> **Data to examine**:

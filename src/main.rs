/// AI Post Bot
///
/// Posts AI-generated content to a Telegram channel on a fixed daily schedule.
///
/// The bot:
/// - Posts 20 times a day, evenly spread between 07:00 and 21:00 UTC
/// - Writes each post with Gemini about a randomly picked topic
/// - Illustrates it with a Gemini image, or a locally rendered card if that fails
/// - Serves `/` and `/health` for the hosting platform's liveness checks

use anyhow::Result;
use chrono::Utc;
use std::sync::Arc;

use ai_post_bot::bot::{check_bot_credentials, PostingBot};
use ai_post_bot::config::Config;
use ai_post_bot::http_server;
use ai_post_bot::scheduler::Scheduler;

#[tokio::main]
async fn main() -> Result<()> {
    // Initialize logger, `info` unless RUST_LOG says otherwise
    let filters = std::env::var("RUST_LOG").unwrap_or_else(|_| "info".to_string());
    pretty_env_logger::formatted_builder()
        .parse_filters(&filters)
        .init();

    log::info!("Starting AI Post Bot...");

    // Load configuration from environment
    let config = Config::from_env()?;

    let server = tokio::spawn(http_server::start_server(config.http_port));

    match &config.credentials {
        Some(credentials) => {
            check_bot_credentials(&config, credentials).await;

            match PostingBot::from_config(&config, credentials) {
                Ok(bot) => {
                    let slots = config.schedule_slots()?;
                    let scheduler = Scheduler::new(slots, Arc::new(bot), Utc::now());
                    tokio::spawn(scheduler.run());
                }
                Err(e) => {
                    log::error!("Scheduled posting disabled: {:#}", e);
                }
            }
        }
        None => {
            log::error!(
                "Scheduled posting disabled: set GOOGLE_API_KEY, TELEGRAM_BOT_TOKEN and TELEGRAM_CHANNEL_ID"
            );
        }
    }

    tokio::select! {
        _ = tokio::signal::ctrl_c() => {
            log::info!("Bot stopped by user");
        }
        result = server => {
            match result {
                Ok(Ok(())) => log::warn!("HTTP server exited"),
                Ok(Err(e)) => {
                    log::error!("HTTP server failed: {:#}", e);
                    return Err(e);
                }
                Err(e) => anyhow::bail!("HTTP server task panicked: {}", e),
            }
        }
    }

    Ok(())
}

--

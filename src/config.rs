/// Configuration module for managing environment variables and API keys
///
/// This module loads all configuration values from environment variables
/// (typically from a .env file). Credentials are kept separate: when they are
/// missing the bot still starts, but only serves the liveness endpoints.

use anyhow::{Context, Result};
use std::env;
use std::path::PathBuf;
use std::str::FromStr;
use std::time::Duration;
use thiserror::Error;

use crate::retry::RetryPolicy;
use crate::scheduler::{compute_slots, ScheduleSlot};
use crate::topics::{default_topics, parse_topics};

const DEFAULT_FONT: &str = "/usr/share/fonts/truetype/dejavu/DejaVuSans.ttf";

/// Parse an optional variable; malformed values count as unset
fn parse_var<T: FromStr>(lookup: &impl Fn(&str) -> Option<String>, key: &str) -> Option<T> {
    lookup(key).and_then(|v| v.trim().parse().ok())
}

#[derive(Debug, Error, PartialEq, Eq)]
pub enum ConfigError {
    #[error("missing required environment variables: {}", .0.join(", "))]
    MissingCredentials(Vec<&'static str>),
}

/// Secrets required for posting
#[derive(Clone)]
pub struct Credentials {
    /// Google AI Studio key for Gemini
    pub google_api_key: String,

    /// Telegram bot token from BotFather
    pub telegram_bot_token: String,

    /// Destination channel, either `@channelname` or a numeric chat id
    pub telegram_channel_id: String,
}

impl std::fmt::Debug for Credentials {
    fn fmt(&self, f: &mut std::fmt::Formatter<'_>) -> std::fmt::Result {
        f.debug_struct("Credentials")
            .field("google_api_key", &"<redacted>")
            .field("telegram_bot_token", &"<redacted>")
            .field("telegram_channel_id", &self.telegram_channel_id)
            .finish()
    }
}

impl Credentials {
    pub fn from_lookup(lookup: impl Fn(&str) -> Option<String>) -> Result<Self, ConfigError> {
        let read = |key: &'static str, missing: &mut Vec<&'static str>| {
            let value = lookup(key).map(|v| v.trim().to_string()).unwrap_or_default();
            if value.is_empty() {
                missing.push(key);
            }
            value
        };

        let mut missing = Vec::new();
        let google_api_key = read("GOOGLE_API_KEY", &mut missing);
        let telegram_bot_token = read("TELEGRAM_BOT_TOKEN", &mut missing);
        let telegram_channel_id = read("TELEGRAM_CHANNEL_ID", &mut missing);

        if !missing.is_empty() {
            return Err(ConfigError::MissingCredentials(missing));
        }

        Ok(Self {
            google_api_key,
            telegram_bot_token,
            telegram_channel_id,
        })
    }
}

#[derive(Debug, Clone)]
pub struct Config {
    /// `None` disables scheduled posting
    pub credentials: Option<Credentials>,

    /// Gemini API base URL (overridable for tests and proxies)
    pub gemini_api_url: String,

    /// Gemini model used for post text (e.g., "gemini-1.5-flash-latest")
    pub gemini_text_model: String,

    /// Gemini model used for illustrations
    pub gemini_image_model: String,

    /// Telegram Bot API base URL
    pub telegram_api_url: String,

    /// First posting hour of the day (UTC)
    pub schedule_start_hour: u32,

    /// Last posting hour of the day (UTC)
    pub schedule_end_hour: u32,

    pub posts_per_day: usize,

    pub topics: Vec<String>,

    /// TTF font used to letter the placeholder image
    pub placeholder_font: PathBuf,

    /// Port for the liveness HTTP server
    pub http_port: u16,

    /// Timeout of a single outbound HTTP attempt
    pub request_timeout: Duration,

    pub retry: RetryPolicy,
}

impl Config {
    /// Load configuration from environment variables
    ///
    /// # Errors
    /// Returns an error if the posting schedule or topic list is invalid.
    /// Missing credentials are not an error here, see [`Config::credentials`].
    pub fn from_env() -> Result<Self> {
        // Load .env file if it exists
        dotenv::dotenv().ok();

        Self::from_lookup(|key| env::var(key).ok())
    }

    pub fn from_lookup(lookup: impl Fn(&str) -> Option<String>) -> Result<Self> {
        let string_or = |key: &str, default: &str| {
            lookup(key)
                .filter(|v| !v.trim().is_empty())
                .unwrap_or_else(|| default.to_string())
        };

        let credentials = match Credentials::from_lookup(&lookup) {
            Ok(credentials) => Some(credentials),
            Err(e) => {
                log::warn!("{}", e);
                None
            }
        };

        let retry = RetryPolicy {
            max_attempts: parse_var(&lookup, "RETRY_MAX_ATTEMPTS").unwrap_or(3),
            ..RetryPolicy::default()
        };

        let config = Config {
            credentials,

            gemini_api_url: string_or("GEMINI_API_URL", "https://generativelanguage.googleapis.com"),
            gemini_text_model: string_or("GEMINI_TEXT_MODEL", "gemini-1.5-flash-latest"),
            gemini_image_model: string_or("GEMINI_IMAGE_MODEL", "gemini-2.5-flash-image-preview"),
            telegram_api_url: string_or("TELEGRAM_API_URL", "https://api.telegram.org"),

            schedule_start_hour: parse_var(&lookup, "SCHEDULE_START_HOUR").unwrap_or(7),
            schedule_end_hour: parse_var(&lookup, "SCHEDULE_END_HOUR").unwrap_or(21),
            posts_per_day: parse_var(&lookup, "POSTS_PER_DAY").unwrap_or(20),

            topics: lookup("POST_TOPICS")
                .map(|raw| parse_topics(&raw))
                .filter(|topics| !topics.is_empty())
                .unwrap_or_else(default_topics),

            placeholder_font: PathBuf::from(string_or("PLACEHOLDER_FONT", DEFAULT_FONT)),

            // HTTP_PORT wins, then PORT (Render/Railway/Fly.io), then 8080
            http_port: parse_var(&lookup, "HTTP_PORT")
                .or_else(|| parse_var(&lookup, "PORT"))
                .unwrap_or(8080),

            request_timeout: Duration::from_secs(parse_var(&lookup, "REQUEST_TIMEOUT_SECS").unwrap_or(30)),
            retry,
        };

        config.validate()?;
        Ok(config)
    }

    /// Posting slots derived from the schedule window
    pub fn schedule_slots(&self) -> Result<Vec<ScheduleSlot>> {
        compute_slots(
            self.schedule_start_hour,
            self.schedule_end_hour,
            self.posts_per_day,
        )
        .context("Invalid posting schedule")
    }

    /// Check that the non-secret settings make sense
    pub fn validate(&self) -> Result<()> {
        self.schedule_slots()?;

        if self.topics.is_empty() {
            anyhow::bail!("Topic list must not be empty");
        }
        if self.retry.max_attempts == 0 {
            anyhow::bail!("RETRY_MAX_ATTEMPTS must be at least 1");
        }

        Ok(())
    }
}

==

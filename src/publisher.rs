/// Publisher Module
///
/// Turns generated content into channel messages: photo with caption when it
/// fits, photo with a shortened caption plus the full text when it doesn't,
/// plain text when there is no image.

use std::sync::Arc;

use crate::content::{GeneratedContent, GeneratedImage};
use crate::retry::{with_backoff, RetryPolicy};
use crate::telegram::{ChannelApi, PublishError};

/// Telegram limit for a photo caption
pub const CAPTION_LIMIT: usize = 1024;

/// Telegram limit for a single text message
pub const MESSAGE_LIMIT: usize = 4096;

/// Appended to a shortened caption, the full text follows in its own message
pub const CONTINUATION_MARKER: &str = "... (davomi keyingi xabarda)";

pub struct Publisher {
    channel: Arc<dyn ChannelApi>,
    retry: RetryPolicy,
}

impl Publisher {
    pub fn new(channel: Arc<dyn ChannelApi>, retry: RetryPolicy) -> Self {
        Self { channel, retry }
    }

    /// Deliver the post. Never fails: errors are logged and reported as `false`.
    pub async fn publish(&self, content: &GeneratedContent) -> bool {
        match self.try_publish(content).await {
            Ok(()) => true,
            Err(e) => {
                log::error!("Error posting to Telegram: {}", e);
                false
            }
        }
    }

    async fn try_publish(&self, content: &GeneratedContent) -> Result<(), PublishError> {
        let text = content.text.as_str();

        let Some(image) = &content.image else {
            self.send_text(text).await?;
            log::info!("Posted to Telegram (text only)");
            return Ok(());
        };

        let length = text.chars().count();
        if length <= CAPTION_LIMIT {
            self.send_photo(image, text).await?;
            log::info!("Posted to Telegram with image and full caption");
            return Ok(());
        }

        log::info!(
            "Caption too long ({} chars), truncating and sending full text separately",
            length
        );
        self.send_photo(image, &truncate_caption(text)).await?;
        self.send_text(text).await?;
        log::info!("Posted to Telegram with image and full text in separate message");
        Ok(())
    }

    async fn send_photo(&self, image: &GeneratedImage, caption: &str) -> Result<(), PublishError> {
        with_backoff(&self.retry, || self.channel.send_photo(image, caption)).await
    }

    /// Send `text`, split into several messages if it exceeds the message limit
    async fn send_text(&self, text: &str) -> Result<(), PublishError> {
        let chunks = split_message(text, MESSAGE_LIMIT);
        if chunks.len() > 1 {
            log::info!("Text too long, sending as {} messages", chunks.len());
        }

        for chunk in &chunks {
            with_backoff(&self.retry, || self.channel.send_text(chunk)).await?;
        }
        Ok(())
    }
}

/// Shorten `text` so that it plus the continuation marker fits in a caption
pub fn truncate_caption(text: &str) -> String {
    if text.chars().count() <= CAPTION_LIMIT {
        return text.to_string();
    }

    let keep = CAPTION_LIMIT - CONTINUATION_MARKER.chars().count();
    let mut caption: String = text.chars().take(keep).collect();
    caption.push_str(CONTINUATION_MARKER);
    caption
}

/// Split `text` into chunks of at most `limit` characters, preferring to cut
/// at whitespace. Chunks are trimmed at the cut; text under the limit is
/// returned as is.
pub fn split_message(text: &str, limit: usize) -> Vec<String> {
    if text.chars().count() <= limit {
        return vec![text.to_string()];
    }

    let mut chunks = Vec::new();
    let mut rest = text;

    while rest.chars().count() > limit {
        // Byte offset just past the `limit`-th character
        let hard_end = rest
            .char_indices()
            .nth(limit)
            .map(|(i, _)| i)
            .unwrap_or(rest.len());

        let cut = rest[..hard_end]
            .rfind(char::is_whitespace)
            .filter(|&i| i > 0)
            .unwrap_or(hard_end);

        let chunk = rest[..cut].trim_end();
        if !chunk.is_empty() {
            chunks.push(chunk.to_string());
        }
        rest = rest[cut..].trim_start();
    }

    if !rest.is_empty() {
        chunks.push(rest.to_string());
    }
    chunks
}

> **Exercise**:
Could you repeat exactly the lines above from the line with "RUST_LOG says otherwise" up to and including the line with "let config = Config::from_env()?;", and only those?

> **Problem solution**:
    // Initialize logger, `info` unless RUST_LOG says otherwise
    let filters = std::env::var("RUST_LOG").unwrap_or_else(|_| "info".to_string());
    pretty_env_logger::formatted_builder()
        .parse_filters(&filters)
        .init();

    log::info!("Starting AI Post Bot...");

    // Load configuration from environment
    let config = Config::from_env()?;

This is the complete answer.